== Segment start ==
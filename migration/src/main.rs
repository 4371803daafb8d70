use std::{env, fs, path::Path};

mod runner;

#[tokio::main]
async fn main() {
    let db_path = util::config::database_path();
    let url = format!("sqlite://{}?mode=rwc", db_path);
    let args: Vec<String> = env::args().collect();

    match args.get(1).map(|s| s.as_str()) {
        Some("clean") => {
            remove_db_file(&db_path);
        }
        Some("fresh") => {
            remove_db_file(&db_path);
            create_db_dir(&db_path);
            runner::apply_all(&url).await;
        }
        _ => {
            create_db_dir(&db_path);
            runner::apply_all(&url).await;
        }
    }
}

fn remove_db_file(path: &str) {
    let db_path = Path::new(path);
    if db_path.exists() {
        fs::remove_file(db_path).expect("Failed to delete DB file");
        println!("Deleted DB: {}", db_path.display());
    } else {
        println!("DB file does not exist: {}", db_path.display());
    }
}

fn create_db_dir(path: &str) {
    if let Some(parent) = Path::new(path).parent() {
        fs::create_dir_all(parent).expect("Failed to create DB directory");
    }
}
== Segment end ==
Assigned task
Copy out each entry precisely. Leave nothing out.

Expected output
filename migration/src/main.rs
repository 4371803daafb8d70
use std::{env, fs, path::Path};

mod runner;

#[tokio::main]
async fn main() {
    let db_path = util::config::database_path();
    let url = format!("sqlite://{}?mode=rwc", db_path);
    let args: Vec<String> = env::args().collect();

    match args.get(1).map(|s| s.as_str()) {
        Some("clean") => {
            remove_db_file(&db_path);
        }
        Some("fresh") => {
            remove_db_file(&db_path);
            create_db_dir(&db_path);
            runner::apply_all(&url).await;
        }
        _ => {
            create_db_dir(&db_path);
            runner::apply_all(&url).await;
        }
    }
}

fn remove_db_file(path: &str) {
    let db_path = Path::new(path);
    if db_path.exists() {
        fs::remove_file(db_path).expect("Failed to delete DB file");
        println!("Deleted DB: {}", db_path.display());
    } else {
        println!("DB file does not exist: {}", db_path.display());
    }
}

fn create_db_dir(path: &str) {
    if let Some(parent) = Path::new(path).parent() {
        fs::create_dir_all(parent).expect("Failed to create DB directory");
    }
}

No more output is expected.